**GIVEN RECORDS**

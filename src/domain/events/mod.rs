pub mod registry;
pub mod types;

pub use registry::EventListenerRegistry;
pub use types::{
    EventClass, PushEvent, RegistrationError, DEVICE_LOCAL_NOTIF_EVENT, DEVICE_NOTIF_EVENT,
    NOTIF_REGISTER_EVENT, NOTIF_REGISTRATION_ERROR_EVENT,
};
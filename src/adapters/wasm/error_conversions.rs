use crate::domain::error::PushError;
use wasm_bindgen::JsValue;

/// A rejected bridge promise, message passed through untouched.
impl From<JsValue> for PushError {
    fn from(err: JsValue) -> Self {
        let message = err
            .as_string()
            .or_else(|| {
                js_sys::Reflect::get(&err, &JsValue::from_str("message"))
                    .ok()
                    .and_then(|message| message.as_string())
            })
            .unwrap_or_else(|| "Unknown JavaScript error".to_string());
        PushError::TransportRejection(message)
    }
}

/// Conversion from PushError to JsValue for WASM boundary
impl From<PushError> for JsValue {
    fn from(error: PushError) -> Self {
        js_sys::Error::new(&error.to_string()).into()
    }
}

**EXERCISE AIM**
Now repeat the data exactly, keeping every line.

**RESULT FOR THIS EXERCISE**
filename src/domain/events/mod.rs
pub mod registry;
pub mod types;

pub use registry::EventListenerRegistry;
pub use types::{
    EventClass, PushEvent, RegistrationError, DEVICE_LOCAL_NOTIF_EVENT, DEVICE_NOTIF_EVENT,
    NOTIF_REGISTER_EVENT, NOTIF_REGISTRATION_ERROR_EVENT,
};
filename src/adapters/wasm/error_conversions.rs
use crate::domain::error::PushError;
use wasm_bindgen::JsValue;

/// A rejected bridge promise, message passed through untouched.
impl From<JsValue> for PushError {
    fn from(err: JsValue) -> Self {
        let message = err
            .as_string()
            .or_else(|| {
                js_sys::Reflect::get(&err, &JsValue::from_str("message"))
                    .ok()
                    .and_then(|message| message.as_string())
            })
            .unwrap_or_else(|| "Unknown JavaScript error".to_string());
        PushError::TransportRejection(message)
    }
}

/// Conversion from PushError to JsValue for WASM boundary
impl From<PushError> for JsValue {
    fn from(error: PushError) -> Self {
        js_sys::Error::new(&error.to_string()).into()
    }
}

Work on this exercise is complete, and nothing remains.